AIME A8004 - Deep Learning Server
If you are looking for a server specialized in maximum deep learning training, inference performance, and the highest demands in HPC computing, the AIME A8004 multi-GPU 4U rack server takes on the task of delivering.
The AIME A8004 is based on the new ASUS ESC8000A-E12 barebone, powered by two AMD EPYC™ Genoa processors, each with up to 96 cores, totaling a CPU performance of up to 384 parallel computable CPU threads.
Its GPU-optimized design with high airflow cooling allows the use of eight high-end double-slot GPUs like the latest NVIDIA H100, NVIDIA A100, NVIDIA L40S, RTX 6000 Ada, and RTX 5000 Ada GPU models.

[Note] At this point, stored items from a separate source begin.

use frameplan::{
    BinOp, CmpOp, ColumnSpec, DType, Expr, ExprRef, Kind, MemTable, Operand, PlanError, Scalar,
    from_memory, task_graph,
};

fn sample_table() -> anyhow::Result<MemTable> {
    Ok(MemTable::new(vec![
        ("x".to_string(), (0..10).map(Scalar::Int).collect()),
        (
            "y".to_string(),
            (0..10).map(|i| Scalar::from(i as f64 * 0.5)).collect(),
        ),
    ])?)
}

fn sample_frame() -> anyhow::Result<ExprRef> {
    Ok(from_memory(sample_table()?, 3)?)
}

#[test]
fn construction_fills_declared_defaults() -> anyhow::Result<()> {
    let table = sample_table()?;
    let df = Expr::with_kwargs(
        Kind::FromMemory,
        vec![Operand::Table(std::sync::Arc::new(table))],
        &[],
    )?;
    assert_eq!(df.operands().len(), 2);
    assert_eq!(
        df.operand("npartitions"),
        Some(&Operand::Scalar(Scalar::Int(1)))
    );
    Ok(())
}

#[test]
fn unknown_keyword_is_rejected() -> anyhow::Result<()> {
    let table = sample_table()?;
    let err = Expr::with_kwargs(
        Kind::FromMemory,
        vec![Operand::Table(std::sync::Arc::new(table))],
        &[("bogus", Operand::from(1i64))],
    )
    .unwrap_err();
    assert!(matches!(
        err,
        PlanError::UnexpectedOperand { keyword, .. } if keyword == "bogus"
    ));
    Ok(())
}

#[test]
fn missing_required_operand_is_rejected() {
    let err = Expr::new(Kind::FromMemory, vec![]).unwrap_err();
    assert!(matches!(
        err,
        PlanError::MissingOperand { param, .. } if param == "frame"
    ));
}

#[test]
fn too_many_positionals_are_rejected() -> anyhow::Result<()> {
    let df = sample_frame()?;
    let err = Expr::new(
        Kind::Reduction(frameplan::Agg::Sum),
        vec![Operand::Expr(df), Operand::from(1i64)],
    )
    .unwrap_err();
    assert!(matches!(err, PlanError::UnexpectedOperand { .. }));
    Ok(())
}

#[test]
fn identity_is_stable_across_equivalent_trees() -> anyhow::Result<()> {
    let a = sample_frame()?.col("x")?.gt(5i64)?;
    let b = sample_frame()?.col("x")?.gt(5i64)?;
    assert_eq!(a.identity(), b.identity());
    assert!(a.structurally_equal(&b));

    let c = sample_frame()?.col("x")?.gt(6i64)?;
    assert_ne!(a.identity(), c.identity());
    Ok(())
}

#[test]
fn identity_distinguishes_series_from_single_column_frame() -> anyhow::Result<()> {
    let df = sample_frame()?;
    let series = df.col("x")?;
    let frame = df.select(&["x"])?;
    assert_ne!(series.identity(), frame.identity());
    Ok(())
}

#[test]
fn literal_type_participates_in_identity() -> anyhow::Result<()> {
    let df = sample_frame()?;
    // 1 and 1.0 print the same; the computations are not the same.
    let by_int = df.mul(1i64)?;
    let by_float = df.mul(1.0f64)?;
    assert_ne!(by_int.identity(), by_float.identity());
    assert_eq!(by_int.schema()?.field("x").map(|f| f.dtype), Some(DType::Int64));
    assert_eq!(by_float.schema()?.field("x").map(|f| f.dtype), Some(DType::Float64));

    // Both multiplies survive lowering as distinct nodes: df, each
    // multiply, and the add contribute three tasks apiece.
    let plan = by_int.add(&by_float)?;
    let graph = task_graph(&plan)?;
    assert_eq!(graph.len(), 12);
    Ok(())
}

#[test]
fn identity_is_kind_prefixed_short_hex() -> anyhow::Result<()> {
    let ident = sample_frame()?.mul(2i64)?.identity().to_string();
    let hex = ident.strip_prefix("mul-").expect("kind prefix");
    assert_eq!(hex.len(), 16);
    assert!(hex.bytes().all(|b| b.is_ascii_digit() || (b'a'..=b'f').contains(&b)));
    Ok(())
}

#[test]
fn col_resolves_against_schema() -> anyhow::Result<()> {
    let df = sample_frame()?;
    let x = df.col("x")?;
    assert_eq!(x.kind(), Kind::Projection);
    assert_eq!(
        x.operand("columns"),
        Some(&Operand::Columns(ColumnSpec::One("x".to_string())))
    );

    let err = df.col("nope").unwrap_err();
    assert!(matches!(err, PlanError::UnknownAttribute(name) if name == "nope"));
    Ok(())
}

#[test]
fn divisions_have_one_more_boundary_than_partitions() -> anyhow::Result<()> {
    let df = sample_frame()?;
    let divisions = df.divisions()?;
    assert_eq!(df.npartitions()?, 3);
    assert_eq!(divisions.0.len(), 4);
    assert!(!df.known_divisions()?);

    // Blockwise nodes inherit their input's divisions.
    let filtered = df.filter(&df.col("x")?.gt(5i64)?)?;
    assert_eq!(filtered.npartitions()?, 3);
    Ok(())
}

#[test]
fn blockwise_over_unaligned_frames_fails_at_construction() -> anyhow::Result<()> {
    let left = from_memory(sample_table()?, 3)?;
    let right = from_memory(sample_table()?, 2)?;
    let err = left.add(&right).unwrap_err();
    assert!(matches!(err, PlanError::UnalignedPartitions(_)));

    // Same partitioning is fine even across distinct leaves.
    let aligned = from_memory(sample_table()?, 3)?;
    assert!(left.add(&aligned).is_ok());
    Ok(())
}

#[test]
fn eq_builds_a_comparison_node_not_a_boolean() -> anyhow::Result<()> {
    let df = sample_frame()?;
    let node = df.col("x")?.eq_expr(3i64)?;
    assert_eq!(node.kind(), Kind::Binary(BinOp::Cmp(CmpOp::Eq)));
    assert_eq!(node.schema()?.fields[0].dtype, DType::Bool);
    Ok(())
}

#[test]
fn schema_propagates_through_operations() -> anyhow::Result<()> {
    let df = sample_frame()?;
    assert_eq!(df.columns()?, vec!["x".to_string(), "y".to_string()]);

    let projected = df.select(&["y"])?;
    assert_eq!(projected.columns()?, vec!["y".to_string()]);

    // Arithmetic against an int literal promotes int columns but keeps
    // float columns float.
    let scaled = df.mul(2i64)?;
    let schema = scaled.schema()?;
    assert_eq!(schema.field("x").map(|f| f.dtype), Some(DType::Int64));
    assert_eq!(schema.field("y").map(|f| f.dtype), Some(DType::Float64));

    let counted = df.count()?;
    assert!(counted.schema()?.fields.iter().all(|f| f.dtype == DType::Int64));

    let sized = df.size()?;
    assert_eq!(sized.schema()?.columns(), vec!["size".to_string()]);
    Ok(())
}

#[test]
fn astype_casts_every_column() -> anyhow::Result<()> {
    let df = sample_frame()?;
    let cast = df.astype(DType::Float64)?;
    let schema = cast.schema()?;
    assert_eq!(schema.columns(), vec!["x".to_string(), "y".to_string()]);
    assert!(schema.fields.iter().all(|f| f.dtype == DType::Float64));
    assert_eq!(cast.npartitions()?, 3);
    assert_eq!(cast.to_string(), "df.astype(\"float64\")");
    Ok(())
}

#[test]
fn index_is_a_single_integer_column() -> anyhow::Result<()> {
    let df = sample_frame()?;
    let idx = df.index()?;
    let schema = idx.schema()?;
    assert_eq!(schema.columns(), vec!["index".to_string()]);
    assert_eq!(schema.field("index").map(|f| f.dtype), Some(DType::Int64));
    assert_eq!(idx.npartitions()?, 3);
    assert_eq!(idx.to_string(), "df.index");
    Ok(())
}

#[test]
fn mean_lowers_to_sum_over_count() -> anyhow::Result<()> {
    let df = sample_frame()?;
    let mean = df.mean()?;
    assert_eq!(mean.kind(), Kind::Binary(BinOp::Div));
    let kinds: Vec<Kind> = mean
        .operands()
        .iter()
        .filter_map(Operand::as_expr)
        .map(|e| e.kind())
        .collect();
    assert_eq!(
        kinds,
        vec![
            Kind::Reduction(frameplan::Agg::Sum),
            Kind::Reduction(frameplan::Agg::Count)
        ]
    );
    Ok(())
}

#[test]
fn display_renders_pandas_like_plans() -> anyhow::Result<()> {
    let df = sample_frame()?;
    let cmp = df.col("x")?.gt(5i64)?;
    assert_eq!(cmp.to_string(), "df[\"x\"] > 5");

    let filtered = df.filter(&cmp)?;
    assert_eq!(filtered.to_string(), "df[df[\"x\"] > 5]");

    let reduced = df.select(&["y"])?.sum()?;
    assert_eq!(reduced.to_string(), "df[[\"y\"]].sum()");
    Ok(())
}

Definable GPU Configuration
Choose the desired configuration among the most powerful NVIDIA GPUs for Deep Learning and Rendering:
Up to 8x NVIDIA H100
The NVIDIA H100 is the flagship of the NVIDIA Hopper processor generation and the successor to the common NVIDIA A100 accelerator cards. The NVIDIA H100 is based on the GH-100 processor in TSMC 4N manufacturing with 14,592 CUDA cores, 456 fourth-generation Tensor cores, and 80 GB HBM2 memory. A single NVIDIA H100 GPU already breaks the peta-fp16 performance barrier. Eight accelerators of this type add up to more than 6,000 teraFLOPS tf32 and up to 72,000 teraTOPS fp8 performance. The NVIDIA H100 is currently the most efficient and fastest deep learning accelerator card available. The H100 is also the first accelerator card that benefits from up to 64 GB/s transfer rates through the PCIe 5.0 bus of the AIME A8004.
Up to 8x NVIDIA A100
The NVIDIA A100 is the flagship of the NVIDIA Ampere processor generation and the successor to the legendary NVIDIA Tesla V100 accelerator cards. The NVIDIA A100 is based on the GA-100 processor in 7nm manufacturing with 6,912 CUDA cores, 432 third-generation Tensor cores, and 40 or 80 GB HBM2 memory with the highest data transfer rates. A single NVIDIA A100 GPU already breaks the peta-TOPS performance barrier. Eight accelerators of this type add up to more than 2,000 teraFLOPS fp32 performance.
Up to 8x NVIDIA L40S 48GB
The NVIDIA L40S is built on the latest NVIDIA GPU architecture: Ada Lovelace. It is the direct successor of the RTX A40 and the passive-cooled version of the RTX 6000 Ada. The L40S combines 568 fourth-generation Tensor Cores and 18,176 next-gen CUDA® cores with 48GB GDDR6 graphics memory for unprecedented rendering, AI, graphics, and compute performance.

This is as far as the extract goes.